Given records:
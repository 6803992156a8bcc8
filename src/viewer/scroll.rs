//! Frame and timer scheduling for `PhotoGridView`.
//!
//! Includes the single-outstanding animation frame used to commit coalesced
//! touch/wheel input and the resize debounce timeout.

#[cfg(target_arch = "wasm32")]
use std::cell::RefCell;
#[cfg(target_arch = "wasm32")]
use std::rc::Rc;
#[cfg(target_arch = "wasm32")]
use wasm_bindgen::closure::Closure;
#[cfg(target_arch = "wasm32")]
use wasm_bindgen::prelude::*;

#[cfg(target_arch = "wasm32")]
use super::{now_ms, PhotoGridView, SharedState};

#[cfg(target_arch = "wasm32")]
impl PhotoGridView {
    /// Ask for an animation frame unless one is already outstanding.
    pub(crate) fn request_frame(state: &Rc<RefCell<SharedState>>) {
        let Some(window) = web_sys::window() else {
            return;
        };
        let mut s = state.borrow_mut();
        if s.destroyed || s.frame_id.is_some() {
            return;
        }
        if s.frame_closure.is_none() {
            let weak_state = Rc::downgrade(state);
            let closure = Closure::wrap(Box::new(move |timestamp: f64| {
                if let Some(state) = weak_state.upgrade() {
                    PhotoGridView::handle_frame(&state, timestamp);
                }
            }) as Box<dyn FnMut(f64)>);
            s.frame_closure = Some(closure);
        }
        let Some(callback) = s.frame_closure.as_ref() else {
            return;
        };
        match window.request_animation_frame(callback.as_ref().unchecked_ref()) {
            Ok(id) => s.frame_id = Some(id),
            Err(_) => s.frame_id = None,
        }
    }

    pub(crate) fn handle_frame(state: &Rc<RefCell<SharedState>>, timestamp: f64) {
        let mut s = state.borrow_mut();
        s.frame_id = None;
        if s.destroyed {
            return;
        }
        if s.session.controller_mut().on_animation_frame(timestamp).is_some() {
            Self::render_state(&mut s);
        }
    }

    /// (Re)arm the resize debounce timer for the time left in the quiet window.
    pub(crate) fn schedule_resize_timeout(state: &Rc<RefCell<SharedState>>) {
        let Some(window) = web_sys::window() else {
            return;
        };
        let mut s = state.borrow_mut();
        // Cancel any existing timer
        if let Some(timer_id) = s.resize_timer.take() {
            window.clear_timeout_with_handle(timer_id);
        }
        if s.destroyed {
            return;
        }
        let Some(remaining) = s.session.resize_remaining_ms(now_ms()) else {
            return;
        };
        if s.resize_closure.is_none() {
            let weak_state = Rc::downgrade(state);
            let closure = Closure::wrap(Box::new(move || {
                if let Some(state) = weak_state.upgrade() {
                    PhotoGridView::handle_resize_timeout(&state);
                }
            }) as Box<dyn FnMut()>);
            s.resize_closure = Some(closure);
        }
        let Some(callback) = s.resize_closure.as_ref() else {
            return;
        };
        #[allow(clippy::cast_possible_truncation)]
        let delay = remaining.ceil().min(f64::from(i32::MAX)) as i32;
        match window.set_timeout_with_callback_and_timeout_and_arguments_0(
            callback.as_ref().unchecked_ref(),
            delay,
        ) {
            Ok(id) => s.resize_timer = Some(id),
            Err(_) => s.resize_timer = None,
        }
    }

    pub(crate) fn handle_resize_timeout(state: &Rc<RefCell<SharedState>>) {
        let mut s = state.borrow_mut();
        s.resize_timer = None;
        if s.destroyed {
            return;
        }
        let now = now_ms();
        if s.session.poll_resize(now).is_some() {
            Self::render_state(&mut s);
        } else if s.session.resize_remaining_ms(now).is_some_and(|ms| ms > 0.0) {
            // Still resizing, reschedule
            drop(s);
            Self::schedule_resize_timeout(state);
        }
    }
}
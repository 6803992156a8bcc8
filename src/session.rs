//! Platform-independent grid state.
//!
//! `GridSession` wires the scroll controller, geometry, photo list and renderer
//! together. The wasm viewer drives it from DOM events; tests and the CLI drive
//! it directly.

use std::cell::Cell;
use std::rc::Rc;

use serde::Serialize;

use crate::input::{ScrollController, Subscription};
use crate::layout::{hit_test, GridConfig, ResizeDebouncer, VisibleWindow};
use crate::options::GridOptions;
use crate::render::{GridRenderer, PlacedTile, RenderPlan, TileRect};
use crate::types::{CellCoordinate, CellRange, PhotoList, PhotoRecord, Point, ScrollOffset, ViewportSize};

/// Grid state for one mounted viewport.
#[derive(Debug)]
pub struct GridSession {
    controller: ScrollController,
    viewport: ViewportSize,
    resize: ResizeDebouncer,
    config: GridConfig,
    window: VisibleWindow,
    photos: PhotoList,
    generation: u64,
    seed: u32,
    renderer: GridRenderer,
    options: GridOptions,
    /// Set by the controller observer on every committed offset.
    offset_dirty: Rc<Cell<bool>>,
    layout_dirty: bool,
    offset_subscription: Subscription,
}

impl GridSession {
    pub fn new(viewport: ViewportSize, options: GridOptions) -> Self {
        let options = options.sanitized();
        let resize = ResizeDebouncer::new(viewport.width, options.resize_debounce_ms);
        let config = resize.current();
        let mut controller = ScrollController::new(options.scroll_settings());
        let offset_dirty = Rc::new(Cell::new(false));
        let flag = Rc::clone(&offset_dirty);
        let offset_subscription = controller.subscribe(move |_: ScrollOffset| flag.set(true));

        tracing::debug!(
            width = viewport.width,
            height = viewport.height,
            columns = config.columns,
            "grid session created"
        );

        Self {
            controller,
            viewport,
            resize,
            config,
            window: VisibleWindow::new(options.buffer_cells, options.max_cells),
            photos: PhotoList::from(Vec::new()),
            generation: 0,
            seed: options.seed,
            renderer: GridRenderer::new(options.tile_cache_capacity),
            options,
            offset_dirty,
            layout_dirty: true,
            offset_subscription,
        }
    }

    pub fn controller(&self) -> &ScrollController {
        &self.controller
    }

    pub fn controller_mut(&mut self) -> &mut ScrollController {
        &mut self.controller
    }

    /// Replace the photo list. Every cell is re-resolved on the next refresh.
    pub fn set_photos(&mut self, photos: impl Into<PhotoList>) {
        self.photos = photos.into();
        self.generation = self.generation.wrapping_add(1);
        self.renderer.clear_cache();
        self.layout_dirty = true;
        tracing::debug!(
            count = self.photos.len(),
            generation = self.generation,
            "photo list replaced"
        );
    }

    /// Switch to a new assignment seed. Returns false if `seed` is already active.
    pub fn reseed(&mut self, seed: u32) -> bool {
        if seed == self.seed {
            return false;
        }
        self.seed = seed;
        self.renderer.clear_cache();
        self.layout_dirty = true;
        tracing::debug!(seed, "grid reseeded");
        true
    }

    /// Record a new viewport size. Geometry follows once the debounce elapses.
    pub fn resize(&mut self, viewport: ViewportSize, now_ms: f64) {
        if viewport != self.viewport {
            self.viewport = viewport;
            self.layout_dirty = true;
        }
        self.resize.note_resize(viewport.width, now_ms);
    }

    /// Apply a debounced breakpoint change, if one is due.
    pub fn poll_resize(&mut self, now_ms: f64) -> Option<GridConfig> {
        let config = self.resize.poll(now_ms)?;
        tracing::debug!(
            columns = config.columns,
            cell_width = config.cell_width,
            cell_height = config.cell_height,
            gap = config.gap,
            "grid geometry changed"
        );
        self.config = config;
        self.layout_dirty = true;
        Some(config)
    }

    /// Milliseconds until a pending resize may be applied.
    pub fn resize_remaining_ms(&self, now_ms: f64) -> Option<f64> {
        self.resize.remaining_ms(now_ms)
    }

    /// Bring mounted tiles in line with the latest committed offset.
    ///
    /// Returns `None` when nothing has changed since the previous refresh.
    pub fn refresh(&mut self) -> Option<RenderPlan> {
        if !self.offset_dirty.replace(false) && !self.layout_dirty {
            return None;
        }
        self.layout_dirty = false;
        let range = self.visible_range();
        Some(
            self.renderer
                .sync(range, &self.photos, self.generation, self.seed, &self.config),
        )
    }

    /// Cell rectangle the window currently covers.
    pub fn visible_range(&self) -> Option<CellRange> {
        self.window
            .range(self.controller.offset(), self.viewport, &self.config)
    }

    /// Mounted tiles that should start loading their image now.
    pub fn tiles_to_load(&mut self) -> Vec<CellCoordinate> {
        let margin = self.lazy_margin();
        self.renderer
            .tiles_to_load(self.controller.offset(), self.viewport, margin)
    }

    pub fn mark_loaded(&mut self, cell: CellCoordinate) -> bool {
        self.renderer.mark_loaded(cell)
    }

    pub fn mark_failed(&mut self, cell: CellCoordinate) -> bool {
        let mounted = self.renderer.mark_failed(cell);
        if mounted {
            let id = self
                .renderer
                .mounted_photo(cell)
                .and_then(|index| self.photos.get(index))
                .map(|photo| photo.id.as_str());
            tracing::warn!(row = cell.row, col = cell.col, photo = ?id, "tile image failed to load");
        }
        mounted
    }

    /// Photo assigned to `cell` under the current seed and list.
    pub fn photo_at_cell(&mut self, cell: CellCoordinate) -> Option<&PhotoRecord> {
        let index = self
            .renderer
            .resolve_index(cell, self.seed, self.generation, self.photos.len())?;
        self.photos.get(index)
    }

    /// Cell under a viewport point; gaps hit nothing.
    pub fn hit_test(&self, point: Point) -> Option<CellCoordinate> {
        hit_test(point, self.controller.offset(), &self.config)
    }

    /// Photo to open for a click at `point`, unless the click ended a drag.
    pub fn click(&mut self, point: Point, now_ms: f64) -> Option<PhotoRecord> {
        if !self.controller.click_allowed(now_ms) {
            tracing::trace!(
                distance = self.controller.drag_distance(now_ms),
                "click suppressed after drag"
            );
            return None;
        }
        let cell = self.hit_test(point)?;
        self.photo_at_cell(cell).cloned()
    }

    /// Snapshot of the current window for debugging and fixtures.
    pub fn snapshot(&mut self) -> WindowSnapshot {
        let range = self.visible_range();
        let mut tiles = Vec::new();
        for cell in range.iter().flat_map(CellRange::iter) {
            let Some(index) =
                self.renderer
                    .resolve_index(cell, self.seed, self.generation, self.photos.len())
            else {
                continue;
            };
            let Some(photo) = self.photos.get(index) else {
                continue;
            };
            let rect = TileRect::for_cell(cell, &self.config);
            tiles.push(TileSnapshot {
                row: cell.row,
                col: cell.col,
                photo_index: index,
                photo_id: photo.id.clone(),
                image_ref: photo.image_ref.clone(),
                left: rect.left,
                top: rect.top,
                width: rect.width,
                height: rect.height,
            });
        }
        WindowSnapshot {
            viewport: self.viewport,
            offset: self.controller.offset(),
            config: self.config,
            seed: self.seed,
            range,
            tiles,
        }
    }

    /// Stop observing the controller and forget all mounted tiles.
    ///
    /// Returns the cells that were mounted so the caller can remove their nodes.
    pub fn teardown(&mut self) -> Vec<CellCoordinate> {
        self.controller.unsubscribe(self.offset_subscription);
        self.controller.reset();
        self.renderer.clear()
    }

    pub fn offset(&self) -> ScrollOffset {
        self.controller.offset()
    }

    pub fn viewport(&self) -> ViewportSize {
        self.viewport
    }

    pub fn config(&self) -> GridConfig {
        self.config
    }

    pub fn options(&self) -> &GridOptions {
        &self.options
    }

    pub fn photos(&self) -> &PhotoList {
        &self.photos
    }

    pub fn generation(&self) -> u64 {
        self.generation
    }

    pub fn seed(&self) -> u32 {
        self.seed
    }

    pub fn renderer(&self) -> &GridRenderer {
        &self.renderer
    }

    /// Look up what is mounted at `cell`, as last synced.
    pub fn mounted_tile(&self, cell: CellCoordinate) -> Option<PlacedTile> {
        let index = self.renderer.mounted_photo(cell)?;
        let photo = self.photos.get(index)?;
        Some(PlacedTile {
            cell,
            photo_index: index,
            photo: photo.clone(),
            rect: TileRect::for_cell(cell, &self.config),
            reload: false,
        })
    }

    fn lazy_margin(&self) -> f64 {
        self.options.lazy_margin_px.unwrap_or_else(|| {
            let (pitch_x, pitch_y) = self.config.pitch();
            pitch_x.max(pitch_y)
        })
    }
}

/// Serializable description of the visible window.
#[derive(Debug, Clone, PartialEq, Serialize)]
#[serde(rename_all = "camelCase")]
pub struct WindowSnapshot {
    pub viewport: ViewportSize,
    pub offset: ScrollOffset,
    pub config: GridConfig,
    pub seed: u32,
    pub range: Option<CellRange>,
    pub tiles: Vec<TileSnapshot>,
}

/// One resolved tile of a [`WindowSnapshot`].
#[derive(Debug, Clone, PartialEq, Serialize)]
#[serde(rename_all = "camelCase")]
pub struct TileSnapshot {
    pub row: i64,
    pub col: i64,
    pub photo_index: usize,
    pub photo_id: String,
    pub image_ref: String,
    pub left: f64,
    pub top: f64,
    pub width: f64,
    pub height: f64,
}

#[cfg(test)]
mod tests {
    use super::*;
    use crate::input::PointerKind;

    fn photos(n: usize) -> Vec<PhotoRecord> {
        (0..n)
            .map(|i| PhotoRecord::new(i.to_string(), format!("/p/{i}.jpg")))
            .collect()
    }

    fn session() -> GridSession {
        let mut session = GridSession::new(ViewportSize::new(1920.0, 1080.0), GridOptions::default());
        session.set_photos(photos(12));
        session
    }

    #[test]
    fn test_refresh_only_when_dirty() {
        let mut s = session();
        assert!(s.refresh().is_some_and(|plan| !plan.added.is_empty()));
        assert!(s.refresh().is_none());
        s.controller_mut().scroll_by(10.0, 0.0);
        assert!(s.refresh().is_some());
    }

    #[test]
    fn test_reseed_same_seed_is_noop() {
        let mut s = session();
        s.refresh();
        assert!(!s.reseed(0));
        assert!(s.refresh().is_none());
        assert!(s.reseed(42));
        assert!(s.refresh().is_some());
    }

    #[test]
    fn test_click_after_drag_is_suppressed() {
        let mut s = session();
        s.refresh();
        let ctl = s.controller_mut();
        ctl.on_pointer_down(Point::new(100.0, 100.0), PointerKind::Mouse, 0.0);
        ctl.on_pointer_move(Point::new(150.0, 130.0), 10.0);
        ctl.on_pointer_up(20.0);
        assert!(s.click(Point::new(150.0, 130.0), 25.0).is_none());
        assert!(s.click(Point::new(150.0, 130.0), 500.0).is_some());
    }

    #[test]
    fn test_teardown_returns_mounted_cells() {
        let mut s = session();
        s.refresh();
        let mounted = s.renderer().mounted_len();
        assert!(mounted > 0);
        assert_eq!(s.teardown().len(), mounted);
        assert_eq!(s.controller().observer_count(), 0);
    }
}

What you need to do: Among the lines above, find those that contain the word "changed" and copy them.

The completed task:
            "grid geometry changed"
    /// Returns `None` when nothing has changed since the previous refresh.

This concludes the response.